On 29 July 2022, the United Nations’ Committee against Torture  issued its findings on the United Arab Emirates after review of the States party. In the session, the committee expressed concerns regarding the country's inhuman practices despite compliance of the Convention against Torture and Other Cruel, Inhuman or Degrading Treatment or Punishment. In its finding, the committee issued concerns about allegations of torture and maltreatment against the UAE-led armed forces, related non-state armed groups, and state security agencies in the Yemen war and fight against terrorism. The committee announced a special onus on the probe and prosecution of the allegations of offenses concerning torture and ill-treatment in the said situations and demanded for a viable pathway to be introduced for the victims in order for them to seek redress, justice and rehabilitation.

Al-Qaeda and Islamic State 

Both al-Qaeda in the Arabian Peninsula (AQAP) and Islamic State had a presence in Yemen before the Saudi-led intervention. AQAP had controlled substantial pieces of territory for some time, while Islamic State claimed for twin bombings in Sanaa the following month that killed 140 people and injured hundreds more.

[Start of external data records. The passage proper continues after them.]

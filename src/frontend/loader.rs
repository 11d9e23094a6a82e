//! IR loading from JSON

use std::path::{Path, PathBuf};

use miette::Diagnostic;
use thiserror::Error;

use crate::ir::IrProgram;

/// The IR text is not valid JSON or does not have the IR's shape.
#[derive(Debug, Clone, PartialEq, Eq, Error, Diagnostic)]
#[error("Parse error at {line}:{column}: {message}")]
#[diagnostic(code(E0101))]
pub struct ParseError {
    /// 1-based line (0 when unknown)
    pub line: usize,
    /// 1-based column (0 when unknown)
    pub column: usize,
    pub message: String,
}

impl ParseError {
    fn from_json(err: serde_json::Error) -> Self {
        let (line, column) = (err.line(), err.column());
        let full = err.to_string();
        let location = format!(" at line {} column {}", line, column);
        let message = full.strip_suffix(&location).unwrap_or(&full).to_string();
        Self { line, column, message }
    }
}

/// Failure to read or parse an IR file.
#[derive(Debug, Error, Diagnostic)]
pub enum LoadError {
    #[error("cannot read {}: {source}", path.display())]
    #[diagnostic(code(E0100))]
    Io {
        path: PathBuf,
        #[source]
        source: std::io::Error,
    },
    #[error(transparent)]
    #[diagnostic(transparent)]
    Parse(#[from] ParseError),
}

/// Parse an IR program from JSON text.
pub fn load_str(source: &str) -> Result<IrProgram, ParseError> {
    serde_json::from_str(source).map_err(ParseError::from_json)
}

/// Read and parse an IR file.
#[tracing::instrument(fields(path = %path.display()))]
pub fn load_file(path: &Path) -> Result<IrProgram, LoadError> {
    let source = std::fs::read_to_string(path).map_err(|source| LoadError::Io {
        path: path.to_path_buf(),
        source,
    })?;
    let program = load_str(&source)?;
    tracing::debug!(program = program.name(), items = program.items().len(), "loaded IR");
    Ok(program)
}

The two radical groups have used the conflict to expand and consolidate, an obvious fact accepted by the Pentagon. The Houthis disengaged fighting AQAP to face rival Yemeni militias at the same time as they were being hit by coalition air strikes; A source indicates that Yemeni troops in the south remained in their bases instead of confronting al-Qaeda militants, fearing Saudi air strikes on any troop movements. There are questions about the ability of the country to confront its Islamist militancy problem due to the major infrastructure damage caused by the war.

Within weeks of the commencement of the Yemen's civil war, AQAP had exploited the chaos to capture the south-eastern port city of Mukalla, along with nearby military, transport, and economic infrastructure. A series of prison breaks by al-Qaeda—they emptied Mukalla's jail of 300 prisoners and emptied 1,200 inmates in June 2015 from the central prison in Taiz—released jailed jihadists of all ranks. Reports indicate that Yemen's prisons had, in preceding years, reportedly become "de facto jihadi academies", as veteran militants were placed in cells alongside young, regular criminals.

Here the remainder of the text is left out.